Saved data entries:
——————
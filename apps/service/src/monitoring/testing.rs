//! Scripted in-process connector used by unit tests.
//!
//! Behaviour is looked up by endpoint host, so a region built with
//! [`fake_region`] is addressed by its id.

use std::collections::HashMap;
use std::sync::atomic::{AtomicUsize, Ordering};
use std::sync::{Arc, Mutex};
use std::time::Duration;

use async_trait::async_trait;
use rust_decimal_macros::dec;

use super::checker::{ConnectionCounts, Connector, DatabaseSize, ServerIdentity, Session, within};
use super::types::QueryStat;
use crate::error::{ErrorKind, ProbeError};
use crate::registry::{Endpoint, Region, TlsMode};

pub const STEP_IDENTITY: &str = "identity";
pub const STEP_ROUND_TRIP: &str = "round_trip";
pub const STEP_CACHE_HIT: &str = "cache_hit_ratio";
pub const STEP_CONNECTIONS: &str = "connections";
pub const STEP_DATABASE_SIZE: &str = "database_size";
pub const STEP_TOP_QUERIES: &str = "top_queries";

#[derive(Debug, Clone, Default)]
pub struct FakeBehavior {
    pub connect_delay: Duration,
    pub connect_error: Option<ErrorKind>,
    /// Attempts (0-based, per host) that fail as unreachable
    pub failing_attempts: Vec<usize>,
    /// Attempt (0-based, per host) whose connect panics
    pub panic_on_attempt: Option<usize>,
    pub query_delay: Duration,
    pub hang_queries: bool,
    pub query_errors: HashMap<&'static str, ErrorKind>,
}

impl FakeBehavior {
    pub fn healthy() -> Self {
        Self::default()
    }

    pub fn refusing(kind: ErrorKind) -> Self {
        Self { connect_error: Some(kind), ..Self::default() }
    }

    pub fn hanging() -> Self {
        Self { connect_delay: Duration::from_secs(3600), ..Self::default() }
    }

    pub fn slow_connect(delay: Duration) -> Self {
        Self { connect_delay: delay, ..Self::default() }
    }

    pub fn failing_attempts(mut self, attempts: impl IntoIterator<Item = usize>) -> Self {
        self.failing_attempts.extend(attempts);
        self
    }

    pub fn panic_on_attempt(mut self, attempt: usize) -> Self {
        self.panic_on_attempt = Some(attempt);
        self
    }

    pub fn hang_queries(mut self) -> Self {
        self.hang_queries = true;
        self
    }

    pub fn query_delay(mut self, delay: Duration) -> Self {
        self.query_delay = delay;
        self
    }

    pub fn failing_query(mut self, step: &'static str, kind: ErrorKind) -> Self {
        self.query_errors.insert(step, kind);
        self
    }
}

#[derive(Debug, Default)]
struct Counters {
    connects: AtomicUsize,
    open: AtomicUsize,
}

#[derive(Default)]
pub struct FakeConnector {
    behaviors: Mutex<HashMap<String, FakeBehavior>>,
    attempts: Mutex<HashMap<String, usize>>,
    counters: Arc<Counters>,
}

impl FakeConnector {
    pub fn new() -> Self {
        Self::default()
    }

    pub fn with(self, host: &str, behavior: FakeBehavior) -> Self {
        self.set(host, behavior);
        self
    }

    pub fn set(&self, host: &str, behavior: FakeBehavior) {
        self.behaviors.lock().unwrap().insert(host.to_string(), behavior);
    }

    /// Connection attempts across all hosts
    pub fn connects(&self) -> usize {
        self.counters.connects.load(Ordering::SeqCst)
    }

    /// Sessions handed out and not yet dropped
    pub fn open_sessions(&self) -> usize {
        self.counters.open.load(Ordering::SeqCst)
    }

    fn next_attempt(&self, host: &str) -> usize {
        let mut attempts = self.attempts.lock().unwrap();
        let slot = attempts.entry(host.to_string()).or_insert(0);
        let attempt = *slot;
        *slot += 1;
        attempt
    }
}

#[async_trait]
impl Connector for FakeConnector {
    async fn connect(&self, endpoint: &Endpoint, timeout: Duration) -> Result<Box<dyn Session>, ProbeError> {
        let behavior = self.behaviors.lock().unwrap().get(&endpoint.host).cloned().unwrap_or_default();
        let attempt = self.next_attempt(&endpoint.host);
        self.counters.connects.fetch_add(1, Ordering::SeqCst);

        if behavior.panic_on_attempt == Some(attempt) {
            panic!("scripted panic on attempt {attempt}");
        }

        let counters = self.counters.clone();
        let host = endpoint.host.clone();
        let identity = format!("{}:{}/{}", endpoint.host, endpoint.port, endpoint.database);
        within(timeout, "connect", async move {
            if !behavior.connect_delay.is_zero() {
                tokio::time::sleep(behavior.connect_delay).await;
            }
            if let Some(kind) = behavior.connect_error {
                return Err(ProbeError::new(kind, format!("{host}: scripted {kind}")));
            }
            if behavior.failing_attempts.contains(&attempt) {
                return Err(ProbeError::new(
                    ErrorKind::NetworkUnreachable,
                    format!("{host}: connection refused"),
                ));
            }

            counters.open.fetch_add(1, Ordering::SeqCst);
            let session: Box<dyn Session> = Box::new(FakeSession {
                behavior,
                counters,
                backend_id: 1000 + attempt as i32,
                identity,
            });
            Ok(session)
        })
        .await
    }
}

struct FakeSession {
    behavior: FakeBehavior,
    counters: Arc<Counters>,
    backend_id: i32,
    identity: String,
}

impl FakeSession {
    async fn step(&self, name: &'static str) -> Result<(), ProbeError> {
        if self.behavior.hang_queries {
            std::future::pending::<()>().await;
        }
        if !self.behavior.query_delay.is_zero() {
            tokio::time::sleep(self.behavior.query_delay).await;
        }
        match self.behavior.query_errors.get(name) {
            Some(kind) => Err(ProbeError::new(*kind, format!("scripted {kind} on {name}"))),
            None => Ok(()),
        }
    }
}

impl Drop for FakeSession {
    fn drop(&mut self) {
        self.counters.open.fetch_sub(1, Ordering::SeqCst);
    }
}

#[async_trait]
impl Session for FakeSession {
    async fn identity(&mut self) -> Result<ServerIdentity, ProbeError> {
        self.step(STEP_IDENTITY).await?;
        Ok(ServerIdentity {
            backend_id: self.backend_id,
            server_version: "16.4".to_string(),
            server_identity: self.identity.clone(),
        })
    }

    async fn round_trip(&mut self) -> Result<(), ProbeError> {
        self.step(STEP_ROUND_TRIP).await
    }

    async fn cache_hit_ratio(&mut self) -> Result<Option<f64>, ProbeError> {
        self.step(STEP_CACHE_HIT).await?;
        Ok(Some(99.456))
    }

    async fn connection_counts(&mut self) -> Result<ConnectionCounts, ProbeError> {
        self.step(STEP_CONNECTIONS).await?;
        Ok(ConnectionCounts { active: 2, idle: 5, total: 8 })
    }

    async fn database_size(&mut self) -> Result<DatabaseSize, ProbeError> {
        self.step(STEP_DATABASE_SIZE).await?;
        Ok(DatabaseSize { bytes: 8_388_608, pretty: "8192 kB".to_string() })
    }

    async fn top_queries(&mut self, limit: u32) -> Result<Vec<QueryStat>, ProbeError> {
        self.step(STEP_TOP_QUERIES).await?;
        let all = vec![
            QueryStat {
                query: "SELECT * FROM orders WHERE id = $1".to_string(),
                calls: 1200,
                total_time_ms: dec!(840.50),
                mean_time_ms: dec!(0.70),
            },
            QueryStat {
                query: "UPDATE accounts SET balance = $1".to_string(),
                calls: 40,
                total_time_ms: dec!(120.00),
                mean_time_ms: dec!(3.00),
            },
        ];
        Ok(all.into_iter().take(limit as usize).collect())
    }

    async fn close(self: Box<Self>) {}
}

/// Region whose endpoint host is its id
pub fn fake_region(id: &str) -> Region {
    Region {
        id: id.to_string(),
        display_name: id.to_uppercase(),
        endpoint: Endpoint::new(id, 5432, "defaultdb", "prober").with_tls(TlsMode::Disable),
        enabled: true,
        latitude: None,
        longitude: None,
    }
}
——————
• _Exercise objective_: Reproduce all the data exactly. Include every line.

• _Written answer_:
filename apps/service/src/monitoring/testing.rs
//! Scripted in-process connector used by unit tests.
//!
//! Behaviour is looked up by endpoint host, so a region built with
//! [`fake_region`] is addressed by its id.

use std::collections::HashMap;
use std::sync::atomic::{AtomicUsize, Ordering};
use std::sync::{Arc, Mutex};
use std::time::Duration;

use async_trait::async_trait;
use rust_decimal_macros::dec;

use super::checker::{ConnectionCounts, Connector, DatabaseSize, ServerIdentity, Session, within};
use super::types::QueryStat;
use crate::error::{ErrorKind, ProbeError};
use crate::registry::{Endpoint, Region, TlsMode};

pub const STEP_IDENTITY: &str = "identity";
pub const STEP_ROUND_TRIP: &str = "round_trip";
pub const STEP_CACHE_HIT: &str = "cache_hit_ratio";
pub const STEP_CONNECTIONS: &str = "connections";
pub const STEP_DATABASE_SIZE: &str = "database_size";
pub const STEP_TOP_QUERIES: &str = "top_queries";

#[derive(Debug, Clone, Default)]
pub struct FakeBehavior {
    pub connect_delay: Duration,
    pub connect_error: Option<ErrorKind>,
    /// Attempts (0-based, per host) that fail as unreachable
    pub failing_attempts: Vec<usize>,
    /// Attempt (0-based, per host) whose connect panics
    pub panic_on_attempt: Option<usize>,
    pub query_delay: Duration,
    pub hang_queries: bool,
    pub query_errors: HashMap<&'static str, ErrorKind>,
}

impl FakeBehavior {
    pub fn healthy() -> Self {
        Self::default()
    }

    pub fn refusing(kind: ErrorKind) -> Self {
        Self { connect_error: Some(kind), ..Self::default() }
    }

    pub fn hanging() -> Self {
        Self { connect_delay: Duration::from_secs(3600), ..Self::default() }
    }

    pub fn slow_connect(delay: Duration) -> Self {
        Self { connect_delay: delay, ..Self::default() }
    }

    pub fn failing_attempts(mut self, attempts: impl IntoIterator<Item = usize>) -> Self {
        self.failing_attempts.extend(attempts);
        self
    }

    pub fn panic_on_attempt(mut self, attempt: usize) -> Self {
        self.panic_on_attempt = Some(attempt);
        self
    }

    pub fn hang_queries(mut self) -> Self {
        self.hang_queries = true;
        self
    }

    pub fn query_delay(mut self, delay: Duration) -> Self {
        self.query_delay = delay;
        self
    }

    pub fn failing_query(mut self, step: &'static str, kind: ErrorKind) -> Self {
        self.query_errors.insert(step, kind);
        self
    }
}

#[derive(Debug, Default)]
struct Counters {
    connects: AtomicUsize,
    open: AtomicUsize,
}

#[derive(Default)]
pub struct FakeConnector {
    behaviors: Mutex<HashMap<String, FakeBehavior>>,
    attempts: Mutex<HashMap<String, usize>>,
    counters: Arc<Counters>,
}

impl FakeConnector {
    pub fn new() -> Self {
        Self::default()
    }

    pub fn with(self, host: &str, behavior: FakeBehavior) -> Self {
        self.set(host, behavior);
        self
    }

    pub fn set(&self, host: &str, behavior: FakeBehavior) {
        self.behaviors.lock().unwrap().insert(host.to_string(), behavior);
    }

    /// Connection attempts across all hosts
    pub fn connects(&self) -> usize {
        self.counters.connects.load(Ordering::SeqCst)
    }

    /// Sessions handed out and not yet dropped
    pub fn open_sessions(&self) -> usize {
        self.counters.open.load(Ordering::SeqCst)
    }

    fn next_attempt(&self, host: &str) -> usize {
        let mut attempts = self.attempts.lock().unwrap();
        let slot = attempts.entry(host.to_string()).or_insert(0);
        let attempt = *slot;
        *slot += 1;
        attempt
    }
}

#[async_trait]
impl Connector for FakeConnector {
    async fn connect(&self, endpoint: &Endpoint, timeout: Duration) -> Result<Box<dyn Session>, ProbeError> {
        let behavior = self.behaviors.lock().unwrap().get(&endpoint.host).cloned().unwrap_or_default();
        let attempt = self.next_attempt(&endpoint.host);
        self.counters.connects.fetch_add(1, Ordering::SeqCst);

        if behavior.panic_on_attempt == Some(attempt) {
            panic!("scripted panic on attempt {attempt}");
        }

        let counters = self.counters.clone();
        let host = endpoint.host.clone();
        let identity = format!("{}:{}/{}", endpoint.host, endpoint.port, endpoint.database);
        within(timeout, "connect", async move {
            if !behavior.connect_delay.is_zero() {
                tokio::time::sleep(behavior.connect_delay).await;
            }
            if let Some(kind) = behavior.connect_error {
                return Err(ProbeError::new(kind, format!("{host}: scripted {kind}")));
            }
            if behavior.failing_attempts.contains(&attempt) {
                return Err(ProbeError::new(
                    ErrorKind::NetworkUnreachable,
                    format!("{host}: connection refused"),
                ));
            }

            counters.open.fetch_add(1, Ordering::SeqCst);
            let session: Box<dyn Session> = Box::new(FakeSession {
                behavior,
                counters,
                backend_id: 1000 + attempt as i32,
                identity,
            });
            Ok(session)
        })
        .await
    }
}

struct FakeSession {
    behavior: FakeBehavior,
    counters: Arc<Counters>,
    backend_id: i32,
    identity: String,
}

impl FakeSession {
    async fn step(&self, name: &'static str) -> Result<(), ProbeError> {
        if self.behavior.hang_queries {
            std::future::pending::<()>().await;
        }
        if !self.behavior.query_delay.is_zero() {
            tokio::time::sleep(self.behavior.query_delay).await;
        }
        match self.behavior.query_errors.get(name) {
            Some(kind) => Err(ProbeError::new(*kind, format!("scripted {kind} on {name}"))),
            None => Ok(()),
        }
    }
}

impl Drop for FakeSession {
    fn drop(&mut self) {
        self.counters.open.fetch_sub(1, Ordering::SeqCst);
    }
}

#[async_trait]
impl Session for FakeSession {
    async fn identity(&mut self) -> Result<ServerIdentity, ProbeError> {
        self.step(STEP_IDENTITY).await?;
        Ok(ServerIdentity {
            backend_id: self.backend_id,
            server_version: "16.4".to_string(),
            server_identity: self.identity.clone(),
        })
    }

    async fn round_trip(&mut self) -> Result<(), ProbeError> {
        self.step(STEP_ROUND_TRIP).await
    }

    async fn cache_hit_ratio(&mut self) -> Result<Option<f64>, ProbeError> {
        self.step(STEP_CACHE_HIT).await?;
        Ok(Some(99.456))
    }

    async fn connection_counts(&mut self) -> Result<ConnectionCounts, ProbeError> {
        self.step(STEP_CONNECTIONS).await?;
        Ok(ConnectionCounts { active: 2, idle: 5, total: 8 })
    }

    async fn database_size(&mut self) -> Result<DatabaseSize, ProbeError> {
        self.step(STEP_DATABASE_SIZE).await?;
        Ok(DatabaseSize { bytes: 8_388_608, pretty: "8192 kB".to_string() })
    }

    async fn top_queries(&mut self, limit: u32) -> Result<Vec<QueryStat>, ProbeError> {
        self.step(STEP_TOP_QUERIES).await?;
        let all = vec![
            QueryStat {
                query: "SELECT * FROM orders WHERE id = $1".to_string(),
                calls: 1200,
                total_time_ms: dec!(840.50),
                mean_time_ms: dec!(0.70),
            },
            QueryStat {
                query: "UPDATE accounts SET balance = $1".to_string(),
                calls: 40,
                total_time_ms: dec!(120.00),
                mean_time_ms: dec!(3.00),
            },
        ];
        Ok(all.into_iter().take(limit as usize).collect())
    }

    async fn close(self: Box<Self>) {}
}

/// Region whose endpoint host is its id
pub fn fake_region(id: &str) -> Region {
    Region {
        id: id.to_string(),
        display_name: id.to_uppercase(),
        endpoint: Endpoint::new(id, 5432, "defaultdb", "prober").with_tls(TlsMode::Disable),
        enabled: true,
        latitude: None,
        longitude: None,
    }
}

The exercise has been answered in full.